use std::sync::Arc;

use marquee_core::models::{Id, SeatAvailability};
use marquee_core::{Clock, ConflictKind, CoreError, CoreResult, ReservationStore, SeatState};

/// Lock-free seat map for a screening.
pub struct SeatAvailabilityResolver {
    store: Arc<dyn ReservationStore>,
    clock: Arc<dyn Clock>,
}

impl SeatAvailabilityResolver {
    pub fn new(store: Arc<dyn ReservationStore>, clock: Arc<dyn Clock>) -> Self {
        Self { store, clock }
    }

    /// Every seat of the screening's studio with its state at the current instant.
    /// A pending hold past its deadline reads as available.
    pub async fn get_seats(&self, screening_id: Id) -> CoreResult<Vec<SeatAvailability>> {
        let now = self.clock.now();
        let window = self
            .store
            .screening_window(screening_id)
            .await?
            .ok_or(CoreError::NotFound("screening"))?;
        if !window.is_open(now) {
            return Err(ConflictKind::BookingClosed.into());
        }

        let seats = self.store.list_seats_for_studio(window.studio_id).await?;
        let held = self.store.held_seat_ids(screening_id, now).await?;

        Ok(seats
            .into_iter()
            .map(|seat| SeatAvailability {
                status: if held.contains(&seat.id) {
                    SeatState::Booked
                } else {
                    SeatState::Available
                },
                seat_id: seat.id,
                seat_code: seat.code,
            })
            .collect())
    }
}
impl TryFrom<PaymentRow> for Payment {
    type Error = StoreError;

    fn try_from(row: PaymentRow) -> Result<Self, Self::Error> {
        Ok(Self {
            id: row.id,
            booking_id: row.booking_id,
            payment_method_id: row.payment_method_id,
            amount: row.amount,
            status: row.status.parse().map_err(corrupt)?,
            transaction_id: row.transaction_id,
            created_at: row.created_at,
            updated_at: row.updated_at,
        })
    }
}

#[derive(sqlx::FromRow)]
struct TicketRow {
    id: i64,
    booking_id: i64,
    seat_id: i64,
    qr_token: Uuid,
    issued_at: DateTime<Utc>,
}

impl From<TicketRow> for Ticket {
    fn from(row: TicketRow) -> Self {
        Self {
            id: row.id,
            booking_id: row.booking_id,
            seat_id: row.seat_id,
            qr_token: row.qr_token,
            issued_at: row.issued_at,
        }
    }
}

#[derive(sqlx::FromRow)]
struct TicketViewRow {
    ticket_id: i64,
    booking_id: i64,
    seat_code: String,
    screening_id: i64,
    movie_title: String,
    cinema_name: String,
    studio_name: String,
    start_time: DateTime<Utc>,
    issued_at: DateTime<Utc>,
}

#[derive(sqlx::FromRow)]
struct TicketHeaderRow {
    booking_id: i64,
    user_id: i64,
    user_name: String,
    user_email: String,
    screening_id: i64,
    movie_title: String,
    cinema_name: String,
    studio_name: String,
    start_time: DateTime<Utc>,
}

#[derive(sqlx::FromRow)]
struct IssuedTicketRow {
    seat_code: String,
    qr_token: Uuid,
}

fn corrupt(err: marquee_core::models::ParseStatusError) -> StoreError {
    StoreError::Corrupt(err.to_string())
}

const SCREENING_WINDOW_SQL: &str = r#"
    SELECT s.id AS screening_id, s.studio_id, s.movie_id, s.start_time,
           m.duration_minute AS duration_minutes
    FROM screenings s
    JOIN movies m ON m.id = s.movie_id
    WHERE s.id = $1 AND s.deleted_at IS NULL
"#;

const BOOKING_COLUMNS: &str =
    "id, user_id, screening_id, status, expired_at, created_at, updated_at";

const PAYMENT_COLUMNS: &str =
    "id, booking_id, payment_method_id, amount, status, transaction_id, created_at, updated_at";

#[async_trait]
impl ReservationStore for PgStore {
    async fn begin(&self) -> StoreResult<Box<dyn StoreTx>> {
        let tx = self.pool.begin().await.map_err(StoreError::backend)?;
        Ok(Box::new(PgStoreTx { tx }))
    }

    async fn screening_window(&self, screening_id: Id) -> StoreResult<Option<ScreeningWindow>> {
        let row = sqlx::query_as::<_, ScreeningWindowRow>(SCREENING_WINDOW_SQL)
            .bind(screening_id)
            .fetch_optional(&self.pool)
            .await
            .map_err(StoreError::backend)?;
        Ok(row.map(Into::into))
    }

    async fn list_seats_for_studio(&self, studio_id: Id) -> StoreResult<Vec<Seat>> {
        let rows = sqlx::query_as::<_, SeatRow>(
            "SELECT id, studio_id, seat_code FROM seats WHERE studio_id = $1 ORDER BY id",
        )
        .bind(studio_id)
        .fetch_all(&self.pool)
        .await
        .map_err(StoreError::backend)?;
        Ok(rows.into_iter().map(Into::into).collect())
    }

    async fn held_seat_ids(&self, screening_id: Id, now: DateTime<Utc>) -> StoreResult<HashSet<Id>> {
        // Same predicate as marquee_core::models::holds_seats
        let ids = sqlx::query_scalar::<_, i64>(
            r#"
            SELECT DISTINCT bs.seat_id
            FROM booking_seats bs
            JOIN bookings b ON b.id = bs.booking_id
            WHERE bs.screening_id = $1
              AND (b.status = 'paid' OR (b.status = 'pending' AND b.expired_at > $2))
            "#,
        )
        .bind(screening_id)
        .bind(now)
        .fetch_all(&self.pool)
        .await
        .map_err(StoreError::backend)?;
        Ok(ids.into_iter().collect())
    }

    async fn booking_with_seats(&self, booking_id: Id) -> StoreResult<Option<(Booking, Vec<Seat>)>> {
        let row = sqlx::query_as::<_, BookingRow>(&format!(
            "SELECT {BOOKING_COLUMNS} FROM bookings WHERE id = $1"
        ))
        .bind(booking_id)
        .fetch_optional(&self.pool)
        .await
        .map_err(StoreError::backend)?;

        let Some(row) = row else {
            return Ok(None);
        };

        let seats = sqlx::query_as::<_, SeatRow>(
            r#"
            SELECT s.id, s.studio_id, s.seat_code
            FROM booking_seats bs
            JOIN seats s ON s.id = bs.seat_id
            WHERE bs.booking_id = $1
            ORDER BY s.id
            "#,
        )
        .bind(booking_id)
        .fetch_all(&self.pool)
        .await
        .map_err(StoreError::backend)?;

        Ok(Some((row.try_into()?, seats.into_iter().map(Into::into).collect())))
    }

    async fn bookings_for_user(&self, user_id: Id, limit: i64, offset: i64) -> StoreResult<Vec<BookingHistoryEntry>> {
        let rows = sqlx::query_as::<_, BookingHistoryRow>(
            r#"
            SELECT b.id AS booking_id, b.screening_id, m.title AS movie_title, c.name AS cinema_name,
                   sc.start_time, ARRAY_AGG(s.seat_code ORDER BY s.id) AS seat_codes,
                   b.status, b.expired_at, b.created_at
            FROM bookings b
            JOIN screenings sc ON sc.id = b.screening_id
            JOIN movies m ON m.id = sc.movie_id
            JOIN studios st ON st.id = sc.studio_id
            JOIN cinemas c ON c.id = st.cinema_id
            JOIN booking_seats bs ON bs.booking_id = b.id
            JOIN seats s ON s.id = bs.seat_id
            WHERE b.user_id = $1
            GROUP BY b.id, m.title, c.name, sc.start_time
            ORDER BY sc.start_time DESC, b.id DESC
            LIMIT $2 OFFSET $3
            "#,
        )
        .bind(user_id)
        .bind(limit)
        .bind(offset)
        .fetch_all(&self.pool)
        .await
        .map_err(StoreError::backend)?;

        rows.into_iter().map(TryInto::try_into).collect()
    }

    async fn count_bookings_for_user(&self, user_id: Id) -> StoreResult<i64> {
        sqlx::query_scalar::<_, i64>("SELECT COUNT(*) FROM bookings WHERE user_id = $1")
            .bind(user_id)
            .fetch_one(&self.pool)
            .await
            .map_err(StoreError::backend)
    }

    async fn payment(&self, payment_id: Id) -> StoreResult<Option<Payment>> {
        sqlx::query_as::<_, PaymentRow>(&format!(
            "SELECT {PAYMENT_COLUMNS} FROM payments WHERE id = $1"
        ))
        .bind(payment_id)
        .fetch_optional(&self.pool)
        .await
        .map_err(StoreError::backend)?
        .map(TryInto::try_into)
        .transpose()
    }

    async fn payment_methods(&self) -> StoreResult<Vec<PaymentMethod>> {
        let rows: Vec<(i64, String)> =
            sqlx::query_as("SELECT id, name FROM payment_methods ORDER BY id")
                .fetch_all(&self.pool)
                .await
                .map_err(StoreError::backend)?;
        Ok(rows
            .into_iter()
            .map(|(id, name)| PaymentMethod { id, name })
            .collect())
    }

    async fn tickets_for_booking(&self, booking_id: Id) -> StoreResult<Vec<Ticket>> {
        let rows = sqlx::query_as::<_, TicketRow>(
            "SELECT id, booking_id, seat_id, qr_token, issued_at FROM tickets WHERE booking_id = $1 ORDER BY id",
        )
        .bind(booking_id)
        .fetch_all(&self.pool)
        .await
        .map_err(StoreError::backend)?;
        Ok(rows.into_iter().map(Into::into).collect())
    }

    async fn ticket_by_token(&self, qr_token: Uuid) -> StoreResult<Option<TicketView>> {
        let row = sqlx::query_as::<_, TicketViewRow>(
            r#"
            SELECT t.id AS ticket_id, t.booking_id, s.seat_code, sc.id AS screening_id,
                   m.title AS movie_title, c.name AS cinema_name, st.name AS studio_name,
                   sc.start_time, t.issued_at
            FROM tickets t
            JOIN seats s ON s.id = t.seat_id
            JOIN bookings b ON b.id = t.booking_id
            JOIN screenings sc ON sc.id = b.screening_id
            JOIN movies m ON m.id = sc.movie_id
            JOIN studios st ON st.id = sc.studio_id
            JOIN cinemas c ON c.id = st.cinema_id
            WHERE t.qr_token = $1
            "#,
        )
        .bind(qr_token)
        .fetch_optional(&self.pool)
        .await
        .map_err(StoreError::backend)?;

        Ok(row.map(|r| TicketView {
            ticket_id: r.ticket_id,
            booking_id: r.booking_id,
            seat_code: r.seat_code,
            screening: ScreeningDetails {
                screening_id: r.screening_id,
                movie_title: r.movie_title,
                cinema_name: r.cinema_name,
                studio_name: r.studio_name,
                start_time: r.start_time,
            },
            issued_at: r.issued_at,
        }))
    }

    async fn ticket_context(&self, booking_id: Id) -> StoreResult<Option<TicketContext>> {
        let header = sqlx::query_as::<_, TicketHeaderRow>(
            r#"
            SELECT b.id AS booking_id, u.id AS user_id, u.name AS user_name, u.email AS user_email,
                   sc.id AS screening_id, m.title AS movie_title, c.name AS cinema_name,
                   st.name AS studio_name, sc.start_time
            FROM bookings b
            JOIN users u ON u.id = b.user_id
            JOIN screenings sc ON sc.id = b.screening_id
            JOIN movies m ON m.id = sc.movie_id
            JOIN studios st ON st.id = sc.studio_id
            JOIN cinemas c ON c.id = st.cinema_id
            WHERE b.id = $1
            "#,
        )
        .bind(booking_id)
        .fetch_optional(&self.pool)
        .await
        .map_err(StoreError::backend)?;

        let Some(h) = header else {
            return Ok(None);
        };

        let tickets = sqlx::query_as::<_, IssuedTicketRow>(
            r#"
            SELECT s.seat_code, t.qr_token
            FROM tickets t
            JOIN seats s ON s.id = t.seat_id
            WHERE t.booking_id = $1
            ORDER BY t.id
            "#,
        )
        .bind(booking_id)
        .fetch_all(&self.pool)
        .await
        .map_err(StoreError::backend)?;

        Ok(Some(TicketContext {
            booking_id: h.booking_id,
            recipient: Recipient {
                user_id: h.user_id,
                name: h.user_name,
                email: h.user_email,
            },
            screening: ScreeningDetails {
                screening_id: h.screening_id,
                movie_title: h.movie_title,
                cinema_name: h.cinema_name,
                studio_name: h.studio_name,
                start_time: h.start_time,
            },
            tickets: tickets
                .into_iter()
                .map(|t| IssuedTicket {
                    seat_code: t.seat_code,
                    qr_token: t.qr_token,
                })
                .collect(),
        }))
    }
}
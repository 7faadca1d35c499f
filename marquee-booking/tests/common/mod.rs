#![allow(dead_code)]

use chrono::{DateTime, Duration, TimeZone, Utc};
use std::sync::Arc;

use marquee_booking::{PaymentTransactionManager, ReservationManager, SeatAvailabilityResolver, TicketVerifier};
use marquee_core::models::{Id, SeatAvailability};
use marquee_core::{ManualClock, SeatState};
use marquee_store::{MemoryStore, ScreeningFixture, SeededScreening};

/// 09:59, one minute before a 10:00 show that runs 130 minutes.
pub fn opening() -> DateTime<Utc> {
    Utc.with_ymd_and_hms(2026, 3, 14, 9, 59, 0).unwrap()
}

pub fn show_start() -> DateTime<Utc> {
    Utc.with_ymd_and_hms(2026, 3, 14, 10, 0, 0).unwrap()
}

pub struct Harness {
    pub store: MemoryStore,
    pub clock: Arc<ManualClock>,
    pub reservations: Arc<ReservationManager>,
    pub seats: SeatAvailabilityResolver,
    pub payments: Arc<PaymentTransactionManager>,
    pub tickets: TicketVerifier,
    pub user: Id,
    pub method: Id,
    pub screening: SeededScreening,
}

impl Harness {
    pub async fn new() -> Self {
        Self::with_ttl(Duration::minutes(10)).await
    }

    pub async fn with_ttl(ttl: Duration) -> Self {
        let store = MemoryStore::new();
        let clock = Arc::new(ManualClock::new(opening()));
        let user = store.add_user("Jane", "jane@example.com").await;
        let method = store.add_payment_method("bank_transfer").await;
        let screening = store
            .add_screening(
                ScreeningFixture::new(show_start(), 130)
                    .with_title("Dune: Part Two")
                    .with_seats(["A1", "A2", "A3", "B1"]),
            )
            .await;

        let shared = Arc::new(store.clone());
        Self {
            reservations: Arc::new(ReservationManager::new(shared.clone(), clock.clone(), ttl)),
            seats: SeatAvailabilityResolver::new(shared.clone(), clock.clone()),
            payments: Arc::new(PaymentTransactionManager::new(shared.clone(), clock.clone())),
            tickets: TicketVerifier::new(shared),
            store,
            clock,
            user,
            method,
            screening,
        }
    }

    /// Seat id by code, in fixture order A1, A2, A3, B1.
    pub fn seat(&self, code: &str) -> Id {
        let idx = ["A1", "A2", "A3", "B1"]
            .iter()
            .position(|c| *c == code)
            .unwrap();
        self.screening.seat_ids[idx]
    }

    pub async fn seat_state(&self, code: &str) -> SeatState {
        let seats: Vec<SeatAvailability> = self.seats.get_seats(self.screening.screening_id).await.unwrap();
        seats.into_iter().find(|s| s.seat_code == code).unwrap().status
    }
}
use marquee_core::models::{Recipient, TicketContext};

/// Unit of work for the notification workers.
#[derive(Debug, Clone)]
pub enum NotificationJob {
    /// One-time code sent during account verification.
    VerificationCode { recipient: Recipient, code: String },
    /// All tickets of a paid booking, one QR attachment per seat.
    TicketBundle(TicketContext),
}

impl NotificationJob {
    pub fn kind(&self) -> &'static str {
        match self {
            NotificationJob::VerificationCode { .. } => "verification_code",
            NotificationJob::TicketBundle(_) => "ticket_bundle",
        }
    }
}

__EXERCISE DESCRIPTION__: Pull from the data each line where the string "Recipient" turns up.

__PROBLEM SOLUTION__:
            recipient: Recipient {
use marquee_core::models::{Recipient, TicketContext};
    VerificationCode { recipient: Recipient, code: String },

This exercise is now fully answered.